About 35-50 minutes later: a deep strategic analysis covering competitive positioning, technology stack, strategic initiatives, likely constraints, and consultant-grade hypotheses, with dense references consolidated at the end. ~$0.60 in API costs.

## Why This Exists

Company research is tedious. You visit the website, click around, search the company, read articles, synthesize it all, write it up. That process easily takes 1-2 hours per company and the output is usually unstructured notes. Primr replaces that entire workflow with a single command.

## What Makes It Different

- **DNS intelligence pre-flight**: Automatic domain reconnaissance detects cloud platforms, SaaS services, email security, and identity providers from DNS records — zero API keys, 2-3 seconds. Strategies are grounded in real tech stack data.
- **Hiring-signal gathering**: After the main scrape, Primr discovers open job postings (Greenhouse, Lever, Ashby, SmartRecruiters board APIs first; HTML careers-page fallback if every ATS misses), LLM-triages the most signal-rich roles, and extracts tech-stack frequency, strategic initiatives, culture cues, and notable absences. Job posts are often the most honest statement of what a company is actually building right now — they feed every downstream phase from gap analysis to final strategy.

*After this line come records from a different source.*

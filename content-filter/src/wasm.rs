//! JavaScript 接口 - 页面通过它驱动筛选引擎

use serde::Serialize;
use wasm_bindgen::prelude::*;
use utils_common::ContentItem;

use crate::config::{CollectionConfig, SortSpec};
use crate::engine::{FilterEngine, FilterSession};
use crate::error::FilterError;
use crate::models::ContentIndex;
use crate::observer::ListenerId;
use crate::state::Facet;

#[cfg(target_arch = "wasm32")]
type SessionTimer = crate::timer::BrowserTimer;
#[cfg(not(target_arch = "wasm32"))]
type SessionTimer = crate::timer::ManualTimer;

/// 初始化函数 - 设置错误处理
#[wasm_bindgen(start)]
pub fn start() {
    console_error_panic_hook::set_once();
}

/// 版本信息
#[wasm_bindgen]
pub fn version() -> String {
    env!("CARGO_PKG_VERSION").to_string()
}

fn to_js_error(err: FilterError) -> JsValue {
    crate::console_warn!("{}", err);
    JsValue::from_str(&err.to_string())
}

/// 结果统一序列化为普通 JS 对象（而不是 Map）
fn to_js_value<T: Serialize>(value: &T) -> Result<JsValue, JsValue> {
    value
        .serialize(&serde_wasm_bindgen::Serializer::json_compatible())
        .map_err(|e| JsValue::from_str(&format!("序列化结果失败: {}", e)))
}

/// 内容筛选器 JS 对象 - 每个列表页挂载时创建一个，离开页面时释放
#[wasm_bindgen]
pub struct ContentFilterJS {
    session: FilterSession<SessionTimer>,
}

impl ContentFilterJS {
    fn with_engine(engine: FilterEngine) -> Self {
        Self {
            session: FilterSession::new(engine, SessionTimer::new()),
        }
    }
}

#[wasm_bindgen]
impl ContentFilterJS {
    /// 由条目 JSON 数组和可选的集合配置 JSON 创建
    #[wasm_bindgen(constructor)]
    pub fn new(items_json: &str, config_json: Option<String>) -> Result<ContentFilterJS, JsValue> {
        console_error_panic_hook::set_once();

        let items: Vec<ContentItem> = serde_json::from_str(items_json)
            .map_err(|e| to_js_error(e.into()))?;
        let config = match config_json.as_deref() {
            Some(json) => CollectionConfig::from_json(json).map_err(to_js_error)?,
            None => CollectionConfig::default(),
        };
        let engine = FilterEngine::new(items, config).map_err(to_js_error)?;
        Ok(Self::with_engine(engine))
    }

    /// 由预构建的压缩索引创建
    #[wasm_bindgen(js_name = fromIndex)]
    pub fn from_index(index_data: &[u8]) -> Result<ContentFilterJS, JsValue> {
        console_error_panic_hook::set_once();

        let index = ContentIndex::from_compressed(index_data).map_err(to_js_error)?;
        let engine = FilterEngine::from_index(index).map_err(to_js_error)?;
        Ok(Self::with_engine(engine))
    }

    /// 切换 tag / category / difficulty 维度上的取值，返回切换后是否选中
    pub fn toggle(&self, facet: &str, value: &str) -> Result<bool, JsValue> {
        let facet: Facet = facet.parse().map_err(to_js_error)?;
        self.session
            .update(|engine| engine.toggle(facet, value))
            .map_err(to_js_error)
    }

    /// 设置日期筛选："all"、"last-week" ... "last-year" 或四位年份
    #[wasm_bindgen(js_name = setDate)]
    pub fn set_date(&self, value: &str) -> Result<(), JsValue> {
        self.session
            .update(|engine| engine.set_date_value(value))
            .map_err(to_js_error)
    }

    /// 立即提交搜索词
    #[wasm_bindgen(js_name = setSearchNow)]
    pub fn set_search_now(&self, query: &str) {
        self.session.set_search_now(query);
    }

    /// 排序方式："newest", "oldest", "title_asc", "title_desc", "popular"
    #[wasm_bindgen(js_name = setSort)]
    pub fn set_sort(&self, value: &str) -> Result<(), JsValue> {
        let sort: SortSpec = value.parse().map_err(to_js_error)?;
        self.session.update(|engine| engine.set_sort(sort));
        Ok(())
    }

    #[wasm_bindgen(js_name = clearAll)]
    pub fn clear_all(&self) {
        self.session.clear_all();
    }

    #[wasm_bindgen(js_name = goTo)]
    pub fn go_to(&self, page: usize) -> bool {
        self.session.update(|engine| engine.go_to(page))
    }

    pub fn next(&self) -> bool {
        self.session.update(FilterEngine::next)
    }

    pub fn previous(&self) -> bool {
        self.session.update(FilterEngine::previous)
    }

    /// 当前页结果
    pub fn result(&self) -> Result<JsValue, JsValue> {
        to_js_value(&self.session.engine().result())
    }

    /// 筛选选项
    #[wasm_bindgen(js_name = facetOptions)]
    pub fn facet_options(&self) -> Result<JsValue, JsValue> {
        to_js_value(&self.session.engine().facet_options())
    }

    /// 当前筛选状态快照
    pub fn state(&self) -> Result<JsValue, JsValue> {
        to_js_value(self.session.engine().state())
    }

    #[wasm_bindgen(js_name = activeFacetCount)]
    pub fn active_facet_count(&self) -> usize {
        self.session.engine().active_facet_count()
    }

    #[wasm_bindgen(js_name = isFiltering)]
    pub fn is_filtering(&self) -> bool {
        self.session.engine().state().is_filtering()
    }

    /// 订阅变更通知，回调参数为事件对象；返回订阅编号
    ///
    /// 回调执行时引擎未被借用，可以直接调用 `result()` 等方法回读。
    #[wasm_bindgen(js_name = onChange)]
    pub fn on_change(&self, callback: js_sys::Function) -> u32 {
        let id = self.session.subscribe(move |event| {
            let payload = match to_js_value(event) {
                Ok(payload) => payload,
                Err(_) => return,
            };
            if let Err(e) = callback.call1(&JsValue::NULL, &payload) {
                crate::console_warn!("变更回调执行失败: {:?}", e);
            }
        });
        id.0 as u32
    }

    /// 取消订阅
    #[wasm_bindgen(js_name = offChange)]
    pub fn off_change(&self, id: u32) -> bool {
        self.session.unsubscribe(ListenerId(u64::from(id)))
    }
}

/// 防抖搜索依赖浏览器定时器；其他目标上只有 `setSearchNow` 会提交搜索词
#[cfg(target_arch = "wasm32")]
#[wasm_bindgen]
impl ContentFilterJS {
    /// 搜索框按键输入（防抖）
    #[wasm_bindgen(js_name = searchInput)]
    pub fn search_input(&self, raw: &str) {
        self.session.search_input(raw);
    }
}

#[cfg(all(test, not(target_arch = "wasm32")))]
mod tests {
    use super::*;

    const ITEMS: &str = r#"[
        {"id": "rust/a", "title": "Rust ownership", "tags": ["rust"]},
        {"id": "go/b", "title": "Go channels", "tags": ["go"]}
    ]"#;

    #[test]
    fn set_search_now_commits_without_a_timer() {
        let filter = ContentFilterJS::new(ITEMS, None).unwrap();
        assert!(!filter.is_filtering());

        filter.set_search_now("ownership");
        assert!(filter.is_filtering());
        assert_eq!(filter.session.engine().filtered_count(), 1);
        assert!(!filter.session.search_pending());
    }

    #[test]
    fn navigation_and_toggles_go_through_the_session() {
        let filter = ContentFilterJS::new(ITEMS, None).unwrap();
        assert!(filter.toggle("tag", "go").unwrap());
        assert_eq!(filter.active_facet_count(), 1);
        assert!(!filter.next());
        filter.clear_all();
        assert_eq!(filter.active_facet_count(), 0);
    }
}
use std::io::{Read, Write};
use flate2::{Compression, write::GzEncoder, read::GzDecoder};
use thiserror::Error;

/// 魔数常量 - 用于标识内容索引文件格式
pub const MAGIC_BYTES: &[u8] = b"CFIDX";

/// 头部长度：魔数 + 两字节版本号 + 四字节原始长度
const HEADER_LEN: usize = MAGIC_BYTES.len() + 2 + 4;

/// 索引编解码错误
#[derive(Debug, Error)]
pub enum CodecError {
    #[error("数据太短，无法解析: {0} 字节")]
    TooShort(usize),

    #[error("无效的文件格式：魔数不匹配")]
    BadMagic,

    #[error("不支持的版本: {major}.{minor}")]
    UnsupportedVersion { major: u8, minor: u8 },

    #[error("解压后数据大小不匹配: 期望 {expected} 字节, 实际 {actual} 字节")]
    SizeMismatch { expected: usize, actual: usize },

    #[error("序列化失败: {0}")]
    Encode(#[from] bincode::error::EncodeError),

    #[error("反序列化失败: {0}")]
    Decode(#[from] bincode::error::DecodeError),

    #[error("压缩流读写失败: {0}")]
    Io(#[from] std::io::Error),
}

/// 将对象序列化为二进制格式
pub fn to_binary<T: serde::Serialize>(obj: &T) -> Result<Vec<u8>, CodecError> {
    Ok(bincode::serde::encode_to_vec(obj, bincode::config::standard())?)
}

/// 从二进制格式反序列化对象
pub fn from_binary<T: serde::de::DeserializeOwned>(data: &[u8]) -> Result<T, CodecError> {
    let (value, _) = bincode::serde::decode_from_slice(data, bincode::config::standard())?;
    Ok(value)
}

/// 将对象序列化为带头部的 gzip 压缩二进制格式
pub fn to_compressed<T: serde::Serialize>(obj: &T, version: [u8; 2]) -> Result<Vec<u8>, CodecError> {
    let binary = to_binary(obj)?;

    let mut output = Vec::with_capacity(HEADER_LEN + binary.len() / 2);
    output.extend_from_slice(MAGIC_BYTES);
    output.extend_from_slice(&version);
    output.extend_from_slice(&(binary.len() as u32).to_le_bytes());

    let mut encoder = GzEncoder::new(output, Compression::best());
    encoder.write_all(&binary)?;
    Ok(encoder.finish()?)
}

/// 校验头部并返回版本号，`max_major` 为支持的最大主版本
pub fn read_header(data: &[u8], max_major: u8) -> Result<[u8; 2], CodecError> {
    if data.len() < HEADER_LEN {
        return Err(CodecError::TooShort(data.len()));
    }
    if &data[..MAGIC_BYTES.len()] != MAGIC_BYTES {
        return Err(CodecError::BadMagic);
    }

    let offset = MAGIC_BYTES.len();
    let version = [data[offset], data[offset + 1]];
    if version[0] > max_major {
        return Err(CodecError::UnsupportedVersion {
            major: version[0],
            minor: version[1],
        });
    }
    Ok(version)
}

/// 从压缩格式反序列化对象
pub fn from_compressed<T: serde::de::DeserializeOwned>(
    data: &[u8],
    max_major: u8,
) -> Result<T, CodecError> {
    read_header(data, max_major)?;

    let size_offset = MAGIC_BYTES.len() + 2;
    let mut size_bytes = [0u8; 4];
    size_bytes.copy_from_slice(&data[size_offset..HEADER_LEN]);
    let expected = u32::from_le_bytes(size_bytes) as usize;

    // 头部长度不可信：预分配有上限，解压最多多读一个字节以发现长度不符
    let mut decompressed = Vec::with_capacity(expected.min(data.len().saturating_mul(64)));
    GzDecoder::new(&data[HEADER_LEN..])
        .take(expected as u64 + 1)
        .read_to_end(&mut decompressed)?;

    if decompressed.len() != expected {
        return Err(CodecError::SizeMismatch {
            expected,
            actual: decompressed.len(),
        });
    }

    from_binary(&decompressed)
}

Skip with `PRIMR_SKIP_HIRING_SIGNALS=1`.
- **Adaptive scraping**: 8 retrieval methods from browser rendering to TLS fingerprinting to screenshot+vision extraction, with per-host optimization. Starts with full browser rendering (what works on 95%+ of modern sites) and falls back through increasingly specialized methods.
- **Org-aware site selection**: Link discovery and prioritization now adapt for commercial companies, government sites, nonprofits, education, and healthcare organizations instead of assuming every site looks like a SaaS company.
- **Fail-fast scrape quality gate**: Full/scrape modes now abort when site extraction is too thin, while still preserving short structured pages like contact, leadership, and org-chart references when they carry useful signal (override with `--skip-scrape-validation`).
- **Autonomous external research**: Gemini Deep Research for comprehensive analysis, Grok 4.3 for fast turnaround — both plan queries, follow leads, cross-validate sources, and synthesize findings.
- **Cost controls built in**: `--dry-run` estimates (including recovery table and stage classifications), usage tracking, and governance hooks for budget limits.
- **Agent-native interfaces**: CLI, MCP server, OpenClaw integration, and Claude Skills, all first-class.

## Artifact Model

Primr treats **research artifacts** and **shipping artifacts** as different classes of output. Intermediate research steps such as scrape summaries, gap-analysis notes, source inventories, contradiction findings, and section briefs optimize for consistency, provenance, and parseability. Their formatting matters far less than whether they are complete and structured enough to feed later stages reliably.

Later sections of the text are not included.